[Required work]: Find every line in the records below that contains "enumerate", and copy it.
*** Opening Provided records ***
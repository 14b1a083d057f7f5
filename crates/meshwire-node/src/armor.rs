//! Cipher-suite authentication and decryption of whole packets.
//!
//! The MAC construction is encrypt-then-MAC: the Poly1305 tag covers the
//! wire bytes of the encrypted section (ciphertext under
//! `POLY1305_SALSA2012`, plaintext under `POLY1305_NONE`), keyed by the head
//! of the per-packet keystream. Dearmoring a fragmented packet never builds a
//! contiguous ciphertext copy: slices are first nudged onto 64-byte cipher
//! block boundaries (the headroom every pool buffer reserves exists for this
//! shift), then deciphered slice by slice straight into the output buffer,
//! and the tag is checked against the ciphertext still held by the slices.

use meshwire_crypto::{
    crypt_payload, crypt_payload_into, derive_packet_key, packet_mac, packet_mac_key, secure_eq,
    PacketMac, SymmetricKey, SALSA20_BLOCK_SIZE,
};
use meshwire_proto::wire::{IDX_FLAGS, IDX_MAC};
use meshwire_proto::{
    BufPool, Slice, SliceVector, ENCRYPTED_SECTION_START, FLAG_FRAGMENTED, HEADER_SIZE,
    MAX_PACKET_LENGTH, MIN_PACKET_LENGTH,
};
use thiserror::Error;

/// Recognized cipher suites, encoded in bits 3-4 of the flags byte.
#[derive(Debug, Clone, Copy, PartialEq, Eq)]
pub enum CipherSuite {
    /// Poly1305 authentication over a plaintext payload.
    Poly1305None,
    /// Poly1305 authentication with a Salsa20/12-enciphered payload.
    Poly1305Salsa2012,
    /// No cryptography; authorization comes from a trusted-path id.
    TrustedNone,
}

impl CipherSuite {
    pub fn from_code(code: u8) -> Option<CipherSuite> {
        match code {
            0 => Some(CipherSuite::Poly1305None),
            1 => Some(CipherSuite::Poly1305Salsa2012),
            2 => Some(CipherSuite::TrustedNone),
            _ => None,
        }
    }

    pub fn code(self) -> u8 {
        match self {
            CipherSuite::Poly1305None => 0,
            CipherSuite::Poly1305Salsa2012 => 1,
            CipherSuite::TrustedNone => 2,
        }
    }
}

#[derive(Debug, Error, PartialEq, Eq)]
pub enum ArmorError {
    #[error("packet MAC verification failed")]
    MacFailed,
    #[error("buffer pool exhausted")]
    OutOfMemory,
    #[error("packet too short to armor")]
    TooShort,
    #[error("packet exceeds protocol size limits")]
    TooLong,
}

fn iv_of(packet: &[u8]) -> [u8; 8] {
    let mut iv = [0u8; 8];
    iv.copy_from_slice(&packet[..8]);
    iv
}

/// Verify the Poly1305 tag of a contiguous, plaintext-payload packet.
pub fn verify_poly1305_none(packet: &[u8], key: &SymmetricKey) -> Result<(), ArmorError> {
    if packet.len() < MIN_PACKET_LENGTH {
        return Err(ArmorError::TooShort);
    }
    let per_packet = derive_packet_key(key, packet, packet.len()).ok_or(ArmorError::TooShort)?;
    let mac_key = packet_mac_key(&per_packet, &iv_of(packet));
    let tag = packet_mac(&mac_key, &packet[ENCRYPTED_SECTION_START..]);
    if secure_eq(&tag[..8], &packet[IDX_MAC..IDX_MAC + 8]) {
        Ok(())
    } else {
        Err(ArmorError::MacFailed)
    }
}

/// Authenticate and decrypt a (possibly fragmented) `POLY1305_SALSA2012`
/// packet into a fresh contiguous slice.
pub fn dearmor_salsa2012(
    mut pktv: SliceVector,
    pool: &BufPool,
    key: &SymmetricKey,
) -> Result<Slice, ArmorError> {
    let packet_size = pktv.total_len();
    if packet_size > MAX_PACKET_LENGTH {
        return Err(ArmorError::TooLong);
    }
    let head_len = pktv.first().map(Slice::len).unwrap_or(0);
    if head_len < HEADER_SIZE {
        return Err(ArmorError::TooShort);
    }

    pktv.align_to_blocks(SALSA20_BLOCK_SIZE);

    let head = match pktv.first() {
        Some(head) => head.data(),
        None => return Err(ArmorError::TooShort),
    };
    let per_packet = derive_packet_key(key, head, packet_size).ok_or(ArmorError::TooShort)?;
    let iv = iv_of(head);
    let mac_key = packet_mac_key(&per_packet, &iv);
    let wire_mac: [u8; 8] = head[IDX_MAC..IDX_MAC + 8]
        .try_into()
        .map_err(|_| ArmorError::TooShort)?;

    let mut out = pool.get().ok_or(ArmorError::OutOfMemory)?;
    {
        let out_bytes = out.bytes_mut();
        let mut at = 0usize;
        for (i, slice) in pktv.iter().enumerate() {
            let data = if i == 0 {
                out_bytes[..ENCRYPTED_SECTION_START]
                    .copy_from_slice(&slice.data()[..ENCRYPTED_SECTION_START]);
                &slice.data()[ENCRYPTED_SECTION_START..]
            } else {
                slice.data()
            };
            if !crypt_payload_into(
                &per_packet,
                &iv,
                at as u64,
                data,
                &mut out_bytes[ENCRYPTED_SECTION_START + at..ENCRYPTED_SECTION_START + at + data.len()],
            ) {
                return Err(ArmorError::TooShort);
            }
            at += data.len();
        }
    }

    // The ciphertext is still in the fragment slices; the tag covers it.
    let mut mac = PacketMac::new(&mac_key);
    for (i, slice) in pktv.iter().enumerate() {
        if i == 0 {
            mac.update(&slice.data()[ENCRYPTED_SECTION_START..]);
        } else {
            mac.update(slice.data());
        }
    }
    if !secure_eq(&mac.finalize()[..8], &wire_mac) {
        return Err(ArmorError::MacFailed);
    }

    Slice::new(out, 0, packet_size).map_err(|_| ArmorError::TooShort)
}

/// Armor an outbound packet in place: stamp the cipher bits (hop count
/// zeroed), encrypt if the suite calls for it, and write the MAC.
pub fn armor(packet: &mut [u8], key: &SymmetricKey, suite: CipherSuite) -> Result<(), ArmorError> {
    if packet.len() < MIN_PACKET_LENGTH {
        return Err(ArmorError::TooShort);
    }
    packet[IDX_FLAGS] =
        (packet[IDX_FLAGS] & FLAG_FRAGMENTED) | (suite.code() << 3);

    let size = packet.len();
    let per_packet = derive_packet_key(key, packet, size).ok_or(ArmorError::TooShort)?;
    let iv = iv_of(packet);
    let mac_key = packet_mac_key(&per_packet, &iv);

    if suite == CipherSuite::Poly1305Salsa2012 {
        crypt_payload(&per_packet, &iv, 0, &mut packet[ENCRYPTED_SECTION_START..]);
    }

    let tag = packet_mac(&mac_key, &packet[ENCRYPTED_SECTION_START..]);
    packet[IDX_MAC..IDX_MAC + 8].copy_from_slice(&tag[..8]);
    Ok(())
}

/// Stamp a cipher-`NONE` packet with its trusted-path id.
pub fn armor_trusted(packet: &mut [u8], trusted_path_id: u64) -> Result<(), ArmorError> {
    if packet.len() < MIN_PACKET_LENGTH {
        return Err(ArmorError::TooShort);
    }
    packet[IDX_FLAGS] =
        (packet[IDX_FLAGS] & FLAG_FRAGMENTED) | (CipherSuite::TrustedNone.code() << 3);
    packet[IDX_MAC..IDX_MAC + 8].copy_from_slice(&trusted_path_id.to_be_bytes());
    Ok(())
}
*** Closing Provided records ***
[Response for this exercise]:
        for (i, slice) in pktv.iter().enumerate() {
    for (i, slice) in pktv.iter().enumerate() {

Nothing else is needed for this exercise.